American artist (1928–2024)

Peter Golfinopoulos (August 3, 1928 – February 2, 2024) was an American artist. His paintings are marked by a variety of highly individualistic modes.

== Life and career ==
Golfinopoulos was born in New York City on August 3, 1928. He served for three years in the U.S. Air Force.

Art Students League of New York, 1950–1951. Studied with Edwin Dickinson and George Grosz.

Columbia University, BFA (1956) and MFA (1958). Golfinopoulos’s main interests were philosophy and art history. He pursued graduate work in philosophy with Robert Denoon Cumming and Albert Hofstadter and studied extensively with art historian Meyer Schapiro. After leaving Columbia, Golfinopoulos remained in contact with Schapiro, and their conversations were influential to his development.

After earning his MFA, in 1958, Golfinopoulos had his first one-man show at Collette Roberts’ Grand Central Moderns Gallery, and began teaching part-time at Columbia’s School of Fine Arts. Offered tenure in 1968, feeling that the increase in hours and responsibility would interfere with painting, he decided to leave. Later, he accepted an offer from Stuart Klonis, then head of the Art Students League, to teach one afternoon per week. He maintained this commitment, seeing it as an ethical imperative.

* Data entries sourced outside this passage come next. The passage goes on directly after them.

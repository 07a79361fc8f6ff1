//! Interactive Shell
//!
//! Line-oriented exploration of an in-memory snapshot. Each filtering or
//! reshaping verb pushes a frame holding its result set; `back` pops one
//! frame, and popping the root frame ends the session.

pub mod input;

pub use input::{LineSource, ReaderLines, TerminalLines};

use crate::query::{self, Query};
use crate::report::{format_device_counts, format_records_table};
use crate::store::RecordView;
use crate::types::{Field, MatchMethod};
use std::io::{self, Write};
use std::str::FromStr;
use tracing::debug;

const HELP: &str = "\
verbs:
  contain|startwith|endwith|regex [field] <keyword>   filter (prefix ! to negate)
                      field defaults to path and must come first; a keyword that
                      starts with a field name needs it spelled out: contain path size 00
  sort [field]        sort ascending (path, digest, size, time)
  rev                 reverse
  shuffle             random order
  skip <n>            drop the first n records
  take <n>            keep the first n records
  show [n]            print the first n records
  sum                 total size
  count               number of records
  device              records per device
  back                return to the previous result set
  exit                leave the shell
";

/// One result set on the stack.
#[derive(Debug, Clone)]
pub struct Frame<R> {
    pub label: String,
    pub records: Vec<R>,
}

/// Whether the session continues after a line.
#[derive(Debug, Clone, Copy, PartialEq, Eq)]
pub enum Step {
    Continue,
    Exit,
}

#[derive(Debug)]
pub struct Shell<R> {
    frames: Vec<Frame<R>>,
    page_size: usize,
}

/// Split `[field] keyword…`. The first token selects the field only when it
/// names one and more text follows it.
fn split_field_keyword(args: &str) -> (Field, &str) {
    let args = args.trim();
    if let Some((first, rest)) = args.split_once(char::is_whitespace) {
        let rest = rest.trim();
        if !rest.is_empty() {
            if let Ok(field) = Field::from_str(first) {
                return (field, rest);
            }
        }
    }
    (Field::Path, args)
}

fn parse_count(args: &str) -> Result<usize, String> {
    args.trim()
        .parse()
        .map_err(|_| format!("expected a count, got {:?}", args.trim()))
}

impl<R> Shell<R>
where
    R: RecordView + Clone + Default + Send + Sync,
{
    pub fn new(records: Vec<R>, page_size: usize) -> Self {
        Shell {
            frames: vec![Frame {
                label: "all".to_string(),
                records,
            }],
            page_size: page_size.max(1),
        }
    }

    pub fn depth(&self) -> usize {
        self.frames.len()
    }

    pub fn current(&self) -> &[R] {
        self.frames
            .last()
            .map(|frame| frame.records.as_slice())
            .unwrap_or(&[])
    }

    pub fn prompt(&self) -> String {
        format!("md5db[{}]", self.depth())
    }

    fn push(&mut self, label: String, records: Vec<R>) -> String {
        let message = format!("{}: {} records", label, records.len());
        self.frames.push(Frame { label, records });
        message
    }

    /// Run until `exit`, end of input, or `back` at the root frame.
    pub fn run<W: Write>(&mut self, input: &mut dyn LineSource, out: &mut W) -> io::Result<()> {
        while let Some(line) = input.read_line(&self.prompt())? {
            if self.execute_line(&line, out)? == Step::Exit {
                break;
            }
        }
        Ok(())
    }

    /// Execute one line and write its output.
    pub fn execute_line<W: Write>(&mut self, line: &str, out: &mut W) -> io::Result<Step> {
        let line = line.trim();
        if line.is_empty() {
            return Ok(Step::Continue);
        }
        let (verb, args) = line
            .split_once(char::is_whitespace)
            .unwrap_or((line, ""));
        debug!(verb, args, depth = self.depth(), "shell command");

        let result = match verb.to_ascii_lowercase().as_str() {
            "exit" | "quit" => return Ok(Step::Exit),
            "back" => {
                self.frames.pop();
                if self.frames.is_empty() {
                    return Ok(Step::Exit);
                }
                Ok(format!("back to {} ({} records)", self.frames.len(), self.current().len()))
            }
            "help" => Ok(HELP.trim_end().to_string()),
            "count" => Ok(format!("Records: {}", self.current().len())),
            "sum" => Ok(format!("Total size: {} bytes", query::total_size(self.current()))),
            "device" => Ok(format_device_counts(&query::devices(self.current()))
                .trim_end()
                .to_string()),
            "show" => self.show(args),
            "sort" => self.sort(args),
            "rev" => {
                let mut records = self.current().to_vec();
                query::reverse(&mut records);
                Ok(self.push("rev".to_string(), records))
            }
            "shuffle" => {
                let mut records = self.current().to_vec();
                query::shuffle(&mut records);
                Ok(self.push("shuffle".to_string(), records))
            }
            "skip" => parse_count(args).map(|n| {
                let records = query::skip(self.current().to_vec(), n);
                self.push(format!("skip {}", n), records)
            }),
            "take" => parse_count(args).map(|n| {
                let records = query::take(self.current().to_vec(), n);
                self.push(format!("take {}", n), records)
            }),
            other => self.filter(other, args),
        };

        match result {
            Ok(text) => writeln!(out, "{}", text)?,
            Err(message) => writeln!(out, "error: {}", message)?,
        }
        Ok(Step::Continue)
    }

    fn show(&self, args: &str) -> Result<String, String> {
        let rows = if args.trim().is_empty() {
            self.page_size
        } else {
            parse_count(args)?
        };
        let records = self.current();
        let shown = &records[..rows.min(records.len())];
        Ok(format!(
            "{}\n{} of {} records",
            format_records_table(shown),
            shown.len(),
            records.len()
        ))
    }

    fn sort(&mut self, args: &str) -> Result<String, String> {
        let field = if args.trim().is_empty() {
            Field::Path
        } else {
            Field::from_str(args).map_err(|e| e.to_string())?
        };
        let mut records = self.current().to_vec();
        query::sort_by_field(&mut records, field);
        Ok(self.push(format!("sort {}", field), records))
    }

    fn filter(&mut self, verb: &str, args: &str) -> Result<String, String> {
        let (negate, name) = match verb.strip_prefix('!') {
            Some(name) => (true, name),
            None => (false, verb),
        };
        let method = match name {
            "contain" => MatchMethod::Contain,
            "startwith" => MatchMethod::StartWith,
            "endwith" => MatchMethod::EndWith,
            "regex" => MatchMethod::Regex,
            _ => return Err(format!("unknown command {:?}, try help", verb)),
        };
        let (field, keyword) = split_field_keyword(args);
        if keyword.is_empty() {
            return Err(format!("{} needs a keyword", verb));
        }
        let compiled = Query::new(method, field, keyword)
            .negate(negate)
            .compile()
            .map_err(|e| e.to_string())?;
        let records = compiled.run(self.current());
        Ok(self.push(format!("{} {} {}", verb, field, keyword), records))
    }
}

In 1963, Golfinopoulos met Charles Egan of the Charles Egan Gallery, who became his dealer and his friend. In Egan he found someone whose connection to history, and whose understanding and respect for art, made him an ideal guide for a young artist. Through Egan he met art historian H. H. Arnason and art critic Harris Rosenstein, whose aesthetic convictions and ongoing conversations provided additional grounding and moral support. His friendship with Egan continued after the gallery closed in 1972.

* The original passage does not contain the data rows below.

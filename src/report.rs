//! Format query results, build summaries, and store statistics as text.

use crate::catalog::BuildSummary;
use crate::store::RecordView;
use comfy_table::presets::UTF8_BORDERS_ONLY;
use comfy_table::Table;
use owo_colors::OwoColorize;
use std::collections::BTreeMap;

/// Format a section heading with bold/underline.
pub fn format_section_heading(title: &str) -> String {
    format!("{}", title.bold().underline())
}

/// Records as a table with Device, Path, Digest, Size, Modified columns.
pub fn format_records_table<R: RecordView>(records: &[R]) -> String {
    let mut table = Table::new();
    table.load_preset(UTF8_BORDERS_ONLY);
    table.set_header(vec!["Device", "Path", "Digest", "Size", "Modified"]);
    for record in records {
        table.add_row(vec![
            record.device().to_string(),
            record.path().to_string(),
            or_dash(record.digest()),
            record.size().to_string(),
            or_dash(record.modified()),
        ]);
    }
    table.to_string()
}

fn or_dash(value: &str) -> String {
    if value.is_empty() {
        "-".to_string()
    } else {
        value.to_string()
    }
}

/// Query output: store total, heading, match count, and the result table.
pub fn format_query_text<R: RecordView>(title: &str, store_total: usize, matches: &[R]) -> String {
    let mut out = String::new();
    out.push_str(&format!("Store records: {}\n\n", store_total));
    out.push_str(&format!("{}\n\n", format_section_heading(title)));
    out.push_str(&format!("Matches: {}\n", matches.len()));
    if !matches.is_empty() {
        out.push('\n');
        out.push_str(&format_records_table(matches));
        out.push('\n');
    }
    out
}

/// Per-device record counts.
pub fn format_device_counts(counts: &BTreeMap<String, usize>) -> String {
    let mut out = String::new();
    out.push_str(&format!("{}\n\n", format_section_heading("Devices")));
    if counts.is_empty() {
        out.push_str("No records.\n");
        return out;
    }
    let mut table = Table::new();
    table.load_preset(UTF8_BORDERS_ONLY);
    table.set_header(vec!["Device", "Records"]);
    for (device, count) in counts {
        table.add_row(vec![device.clone(), count.to_string()]);
    }
    out.push_str(&format!("{}\n", table));
    out
}

pub fn format_build_summary(device: &str, summary: &BuildSummary, store_total: usize) -> String {
    let mut out = String::new();
    out.push_str(&format!("{}\n\n", format_section_heading("Build")));
    let mut table = Table::new();
    table.load_preset(UTF8_BORDERS_ONLY);
    table.set_header(vec!["Device", "Files", "Directories", "Skipped", "Errors"]);
    table.add_row(vec![
        device.to_string(),
        summary.files.to_string(),
        summary.directories.to_string(),
        summary.skipped.to_string(),
        summary.errors.to_string(),
    ]);
    out.push_str(&format!("{}\n\n", table));
    out.push_str(&format!("Total: {} records in store.\n", store_total));
    out
}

Golfinopoulos was married to Anna Urban, a noted yoga instructor. He died on February 2, 2024, at the age of 95.

== Work ==
The early paintings, 1958 to 1964, are intimate Cartesian dreams. From 1964 to 1971, involvement with Joycean myth brought imaginative, outgoing, precisely measured, and strikingly large abstract narrative constructions. Still working in the non-representational vocabulary of abstraction, there was a shift in the early 1970s to loose, open, emotionally charged dramatic confrontations.

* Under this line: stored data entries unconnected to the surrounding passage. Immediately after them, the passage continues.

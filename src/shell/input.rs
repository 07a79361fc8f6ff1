//! Line sources for the shell.

use std::io::{self, BufRead, Write};

/// Supplies one line per call; `None` at end of input.
pub trait LineSource {
    fn read_line(&mut self, prompt: &str) -> io::Result<Option<String>>;
}

/// Plain reader, no prompt echo. Used for piped input and tests.
pub struct ReaderLines<R> {
    reader: R,
}

impl<R: BufRead> ReaderLines<R> {
    pub fn new(reader: R) -> Self {
        ReaderLines { reader }
    }
}

impl<R: BufRead> LineSource for ReaderLines<R> {
    fn read_line(&mut self, _prompt: &str) -> io::Result<Option<String>> {
        let mut line = String::new();
        if self.reader.read_line(&mut line)? == 0 {
            return Ok(None);
        }
        Ok(Some(line.trim_end_matches(['\r', '\n']).to_string()))
    }
}

/// Prompted terminal input through dialoguer.
#[derive(Debug, Default)]
pub struct TerminalLines;

impl LineSource for TerminalLines {
    fn read_line(&mut self, prompt: &str) -> io::Result<Option<String>> {
        io::stdout().flush()?;
        let result = dialoguer::Input::<String>::new()
            .with_prompt(prompt)
            .allow_empty(true)
            .interact_text();
        match result {
            Ok(line) => Ok(Some(line)),
            Err(dialoguer::Error::IO(e)) if e.kind() == io::ErrorKind::UnexpectedEof => Ok(None),
            Err(dialoguer::Error::IO(e)) => Err(e),
        }
    }
}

The years 1985 to 1995 produced “Comic Allegories,” a group of non-naturalistic narrative paintings provoked by changing situations in the world. They represent the artist’s only excursion into figuration.
“Charms,” completed in 2005, are paintings of sensual order. They mark a break with narrative as a generative impulse and a return to a smaller, more intimate format.

His later works are colorful speculations in and on idleness.

== Museum collections ==
- Hirshhorn Museum, Washington, D.C.
- Corcoran Gallery, Washington, D.C.
- Brooklyn Museum of Art
- Institute of Contemporary Art, Boston
- Columbus Museum of Art, Columbus, Ohio
- Cornell University, Ithaca, New York
- Herbert F. Johnson Museum of Art
- University of Iowa Museum of Art (housed at the Figge Art Museum)
- Rhode Island School of Design

Golfinopoulos’s works are in numerous private and corporate collections.